» **What the task asks**: Among the records below, determine how many lines have the word "HashSet" in them; output only the number.

» **Provided data**:
··········

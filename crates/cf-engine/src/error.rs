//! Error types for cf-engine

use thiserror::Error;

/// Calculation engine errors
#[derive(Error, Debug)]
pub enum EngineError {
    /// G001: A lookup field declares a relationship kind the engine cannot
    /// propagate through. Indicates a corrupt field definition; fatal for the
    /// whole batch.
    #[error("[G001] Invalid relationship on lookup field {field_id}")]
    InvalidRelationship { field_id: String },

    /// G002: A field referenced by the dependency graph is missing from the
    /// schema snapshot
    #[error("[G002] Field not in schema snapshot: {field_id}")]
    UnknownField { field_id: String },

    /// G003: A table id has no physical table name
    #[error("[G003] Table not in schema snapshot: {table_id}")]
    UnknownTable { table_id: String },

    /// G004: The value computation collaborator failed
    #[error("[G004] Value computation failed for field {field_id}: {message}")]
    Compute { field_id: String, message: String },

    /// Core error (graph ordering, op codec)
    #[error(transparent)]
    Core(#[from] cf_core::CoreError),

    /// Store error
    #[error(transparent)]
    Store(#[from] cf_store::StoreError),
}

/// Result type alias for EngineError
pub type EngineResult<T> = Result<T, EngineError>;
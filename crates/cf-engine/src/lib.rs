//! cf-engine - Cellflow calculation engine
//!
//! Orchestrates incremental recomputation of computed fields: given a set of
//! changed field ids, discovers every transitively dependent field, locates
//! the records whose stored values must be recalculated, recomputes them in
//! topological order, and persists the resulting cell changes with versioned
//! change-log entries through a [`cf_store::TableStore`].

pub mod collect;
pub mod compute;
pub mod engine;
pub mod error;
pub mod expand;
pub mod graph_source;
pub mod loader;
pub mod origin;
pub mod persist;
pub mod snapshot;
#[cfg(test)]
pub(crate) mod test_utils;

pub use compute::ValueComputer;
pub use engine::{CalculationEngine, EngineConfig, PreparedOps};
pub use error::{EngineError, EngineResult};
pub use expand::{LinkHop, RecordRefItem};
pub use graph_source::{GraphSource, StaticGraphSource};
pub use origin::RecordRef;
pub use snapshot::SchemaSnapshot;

··········

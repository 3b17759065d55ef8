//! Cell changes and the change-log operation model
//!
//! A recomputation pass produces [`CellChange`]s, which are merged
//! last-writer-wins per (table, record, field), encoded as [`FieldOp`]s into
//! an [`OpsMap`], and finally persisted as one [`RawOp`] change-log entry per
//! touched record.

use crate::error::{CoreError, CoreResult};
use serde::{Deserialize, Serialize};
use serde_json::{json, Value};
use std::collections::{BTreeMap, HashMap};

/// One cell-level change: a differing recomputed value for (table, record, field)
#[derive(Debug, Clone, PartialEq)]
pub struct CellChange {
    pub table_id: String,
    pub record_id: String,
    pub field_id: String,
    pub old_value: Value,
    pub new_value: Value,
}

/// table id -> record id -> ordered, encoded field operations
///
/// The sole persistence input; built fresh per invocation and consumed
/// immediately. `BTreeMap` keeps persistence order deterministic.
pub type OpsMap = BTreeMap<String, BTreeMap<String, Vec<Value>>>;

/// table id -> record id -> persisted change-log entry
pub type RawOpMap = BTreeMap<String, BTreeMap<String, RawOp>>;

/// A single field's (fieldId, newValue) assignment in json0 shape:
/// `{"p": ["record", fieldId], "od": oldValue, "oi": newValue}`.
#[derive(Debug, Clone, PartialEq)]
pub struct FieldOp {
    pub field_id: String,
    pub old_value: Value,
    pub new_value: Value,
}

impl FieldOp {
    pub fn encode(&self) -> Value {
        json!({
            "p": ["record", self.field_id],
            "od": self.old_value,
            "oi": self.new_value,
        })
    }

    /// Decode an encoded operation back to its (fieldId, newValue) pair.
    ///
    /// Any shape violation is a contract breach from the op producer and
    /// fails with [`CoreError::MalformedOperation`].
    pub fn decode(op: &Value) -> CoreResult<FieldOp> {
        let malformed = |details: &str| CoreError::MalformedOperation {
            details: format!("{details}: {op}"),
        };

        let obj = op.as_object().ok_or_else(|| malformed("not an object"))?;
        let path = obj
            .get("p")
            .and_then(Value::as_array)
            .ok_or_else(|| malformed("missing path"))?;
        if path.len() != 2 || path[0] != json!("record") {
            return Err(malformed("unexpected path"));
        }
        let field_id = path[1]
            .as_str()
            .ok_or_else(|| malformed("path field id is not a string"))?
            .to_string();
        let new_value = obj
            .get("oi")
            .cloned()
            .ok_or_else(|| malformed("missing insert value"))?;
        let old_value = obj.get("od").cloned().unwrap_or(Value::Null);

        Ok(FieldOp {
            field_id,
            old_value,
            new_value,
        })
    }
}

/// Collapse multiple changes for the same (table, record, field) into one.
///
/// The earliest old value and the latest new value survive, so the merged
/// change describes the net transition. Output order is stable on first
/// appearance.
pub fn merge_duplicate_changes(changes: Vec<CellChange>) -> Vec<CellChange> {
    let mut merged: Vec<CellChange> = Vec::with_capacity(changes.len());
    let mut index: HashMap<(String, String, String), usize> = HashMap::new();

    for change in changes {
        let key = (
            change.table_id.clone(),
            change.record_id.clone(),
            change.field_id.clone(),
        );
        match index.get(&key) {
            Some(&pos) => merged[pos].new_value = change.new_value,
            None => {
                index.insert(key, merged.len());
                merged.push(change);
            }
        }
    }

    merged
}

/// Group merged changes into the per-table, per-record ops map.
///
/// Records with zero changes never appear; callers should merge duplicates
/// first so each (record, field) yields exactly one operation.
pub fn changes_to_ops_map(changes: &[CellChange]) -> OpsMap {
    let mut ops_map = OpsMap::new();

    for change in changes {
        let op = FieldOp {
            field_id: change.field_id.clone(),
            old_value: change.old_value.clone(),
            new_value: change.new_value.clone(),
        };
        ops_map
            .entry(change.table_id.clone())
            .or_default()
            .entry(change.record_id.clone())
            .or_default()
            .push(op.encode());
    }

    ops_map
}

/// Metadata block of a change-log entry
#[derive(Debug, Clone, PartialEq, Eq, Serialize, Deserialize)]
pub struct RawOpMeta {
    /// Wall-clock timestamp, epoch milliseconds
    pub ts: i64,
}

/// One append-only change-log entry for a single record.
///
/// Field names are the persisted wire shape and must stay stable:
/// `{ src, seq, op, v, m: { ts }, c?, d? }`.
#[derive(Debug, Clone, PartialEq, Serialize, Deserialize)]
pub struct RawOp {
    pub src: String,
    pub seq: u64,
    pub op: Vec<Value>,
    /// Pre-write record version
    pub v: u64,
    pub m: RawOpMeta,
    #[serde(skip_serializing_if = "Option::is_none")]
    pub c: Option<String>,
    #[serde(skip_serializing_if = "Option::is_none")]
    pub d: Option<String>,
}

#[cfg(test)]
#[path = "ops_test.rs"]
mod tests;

··········

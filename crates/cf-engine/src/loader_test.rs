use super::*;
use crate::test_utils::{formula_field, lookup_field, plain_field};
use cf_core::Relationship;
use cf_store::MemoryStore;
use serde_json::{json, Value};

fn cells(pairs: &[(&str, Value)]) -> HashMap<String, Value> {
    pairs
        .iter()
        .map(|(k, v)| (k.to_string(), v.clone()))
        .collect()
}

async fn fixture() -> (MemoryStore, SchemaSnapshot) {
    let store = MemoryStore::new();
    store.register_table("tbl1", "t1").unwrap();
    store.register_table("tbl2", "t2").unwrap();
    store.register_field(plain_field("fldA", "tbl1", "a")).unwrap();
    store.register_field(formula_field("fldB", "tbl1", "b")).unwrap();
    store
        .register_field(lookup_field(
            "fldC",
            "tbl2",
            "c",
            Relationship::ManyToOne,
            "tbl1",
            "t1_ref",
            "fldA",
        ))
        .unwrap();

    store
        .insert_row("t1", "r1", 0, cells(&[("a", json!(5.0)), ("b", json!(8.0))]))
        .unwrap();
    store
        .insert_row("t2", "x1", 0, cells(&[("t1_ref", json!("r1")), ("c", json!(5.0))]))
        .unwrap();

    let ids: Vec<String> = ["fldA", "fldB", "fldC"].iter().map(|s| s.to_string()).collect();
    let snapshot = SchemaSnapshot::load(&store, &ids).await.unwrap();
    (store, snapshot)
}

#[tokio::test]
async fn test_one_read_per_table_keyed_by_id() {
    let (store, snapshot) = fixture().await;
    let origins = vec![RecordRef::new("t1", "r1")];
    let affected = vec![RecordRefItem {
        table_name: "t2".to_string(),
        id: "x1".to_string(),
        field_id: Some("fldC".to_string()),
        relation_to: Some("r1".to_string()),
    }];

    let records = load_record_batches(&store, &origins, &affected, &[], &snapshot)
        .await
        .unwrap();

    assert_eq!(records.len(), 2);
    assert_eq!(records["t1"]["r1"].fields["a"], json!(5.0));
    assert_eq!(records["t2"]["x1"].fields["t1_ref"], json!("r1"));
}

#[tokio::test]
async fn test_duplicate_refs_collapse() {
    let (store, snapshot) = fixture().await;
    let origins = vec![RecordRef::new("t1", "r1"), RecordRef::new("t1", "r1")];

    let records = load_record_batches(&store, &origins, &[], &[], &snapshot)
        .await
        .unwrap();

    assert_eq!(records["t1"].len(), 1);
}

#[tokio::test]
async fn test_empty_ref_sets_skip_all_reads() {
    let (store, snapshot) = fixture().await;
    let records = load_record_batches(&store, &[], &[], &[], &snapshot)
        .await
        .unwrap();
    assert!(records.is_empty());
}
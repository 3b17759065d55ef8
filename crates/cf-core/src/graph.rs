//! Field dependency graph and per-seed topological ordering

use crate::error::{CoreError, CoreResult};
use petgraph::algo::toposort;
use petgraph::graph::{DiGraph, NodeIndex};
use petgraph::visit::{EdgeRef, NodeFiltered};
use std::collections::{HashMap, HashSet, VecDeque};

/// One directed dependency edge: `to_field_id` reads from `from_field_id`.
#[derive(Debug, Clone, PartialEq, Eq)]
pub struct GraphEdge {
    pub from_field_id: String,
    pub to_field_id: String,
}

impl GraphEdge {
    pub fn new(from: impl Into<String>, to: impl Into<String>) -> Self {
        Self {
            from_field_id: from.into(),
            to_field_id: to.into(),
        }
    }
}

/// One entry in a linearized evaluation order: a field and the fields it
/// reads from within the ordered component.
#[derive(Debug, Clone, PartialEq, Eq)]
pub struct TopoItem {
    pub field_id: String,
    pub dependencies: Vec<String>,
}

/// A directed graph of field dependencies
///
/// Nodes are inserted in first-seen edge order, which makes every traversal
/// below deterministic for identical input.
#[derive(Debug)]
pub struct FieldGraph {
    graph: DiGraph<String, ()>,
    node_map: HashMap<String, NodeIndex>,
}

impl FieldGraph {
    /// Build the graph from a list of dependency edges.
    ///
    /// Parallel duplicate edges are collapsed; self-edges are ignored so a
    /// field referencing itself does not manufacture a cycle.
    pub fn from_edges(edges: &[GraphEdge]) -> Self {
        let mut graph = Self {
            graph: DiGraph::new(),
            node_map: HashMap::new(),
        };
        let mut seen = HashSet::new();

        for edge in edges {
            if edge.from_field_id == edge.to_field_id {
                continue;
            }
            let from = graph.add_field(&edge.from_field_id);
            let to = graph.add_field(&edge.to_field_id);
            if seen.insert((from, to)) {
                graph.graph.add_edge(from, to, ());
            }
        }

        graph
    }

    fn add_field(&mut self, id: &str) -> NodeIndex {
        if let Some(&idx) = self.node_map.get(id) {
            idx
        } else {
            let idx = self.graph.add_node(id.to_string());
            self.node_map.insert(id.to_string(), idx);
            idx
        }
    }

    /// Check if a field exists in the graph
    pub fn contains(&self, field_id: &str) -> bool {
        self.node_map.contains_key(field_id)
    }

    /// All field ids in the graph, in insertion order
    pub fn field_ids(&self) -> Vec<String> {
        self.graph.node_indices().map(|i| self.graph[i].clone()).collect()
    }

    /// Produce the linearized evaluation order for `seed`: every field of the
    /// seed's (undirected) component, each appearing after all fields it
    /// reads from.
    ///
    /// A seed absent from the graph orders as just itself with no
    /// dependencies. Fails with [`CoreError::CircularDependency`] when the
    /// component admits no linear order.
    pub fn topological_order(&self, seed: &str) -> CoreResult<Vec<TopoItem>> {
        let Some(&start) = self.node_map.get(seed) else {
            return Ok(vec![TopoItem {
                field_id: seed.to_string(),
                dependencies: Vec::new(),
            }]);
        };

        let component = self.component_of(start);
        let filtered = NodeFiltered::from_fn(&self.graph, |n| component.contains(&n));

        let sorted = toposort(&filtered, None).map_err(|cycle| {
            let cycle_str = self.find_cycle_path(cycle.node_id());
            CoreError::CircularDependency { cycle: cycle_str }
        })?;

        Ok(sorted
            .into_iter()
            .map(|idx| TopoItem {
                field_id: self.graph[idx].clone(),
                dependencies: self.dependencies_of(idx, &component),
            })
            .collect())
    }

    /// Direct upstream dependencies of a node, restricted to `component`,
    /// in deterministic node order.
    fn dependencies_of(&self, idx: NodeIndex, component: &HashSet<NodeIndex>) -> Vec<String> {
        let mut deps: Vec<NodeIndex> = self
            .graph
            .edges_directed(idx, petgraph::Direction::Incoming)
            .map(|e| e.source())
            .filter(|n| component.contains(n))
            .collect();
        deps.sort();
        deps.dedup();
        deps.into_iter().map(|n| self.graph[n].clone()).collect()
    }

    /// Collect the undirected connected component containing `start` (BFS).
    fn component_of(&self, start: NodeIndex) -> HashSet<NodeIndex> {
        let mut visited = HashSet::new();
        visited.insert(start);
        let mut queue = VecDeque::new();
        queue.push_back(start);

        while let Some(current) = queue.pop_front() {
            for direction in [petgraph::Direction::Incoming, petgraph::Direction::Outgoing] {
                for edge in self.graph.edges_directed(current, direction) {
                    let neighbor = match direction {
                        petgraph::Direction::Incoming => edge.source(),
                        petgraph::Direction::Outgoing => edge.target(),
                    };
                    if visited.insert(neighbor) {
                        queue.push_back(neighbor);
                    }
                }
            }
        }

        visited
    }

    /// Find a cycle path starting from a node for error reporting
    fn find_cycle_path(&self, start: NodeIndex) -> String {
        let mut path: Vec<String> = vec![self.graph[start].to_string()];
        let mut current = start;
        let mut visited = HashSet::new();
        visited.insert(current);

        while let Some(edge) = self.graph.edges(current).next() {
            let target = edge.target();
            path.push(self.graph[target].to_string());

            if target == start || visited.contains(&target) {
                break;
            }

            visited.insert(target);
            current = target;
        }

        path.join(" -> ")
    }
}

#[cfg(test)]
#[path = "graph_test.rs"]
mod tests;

··········

» **Response box**: 6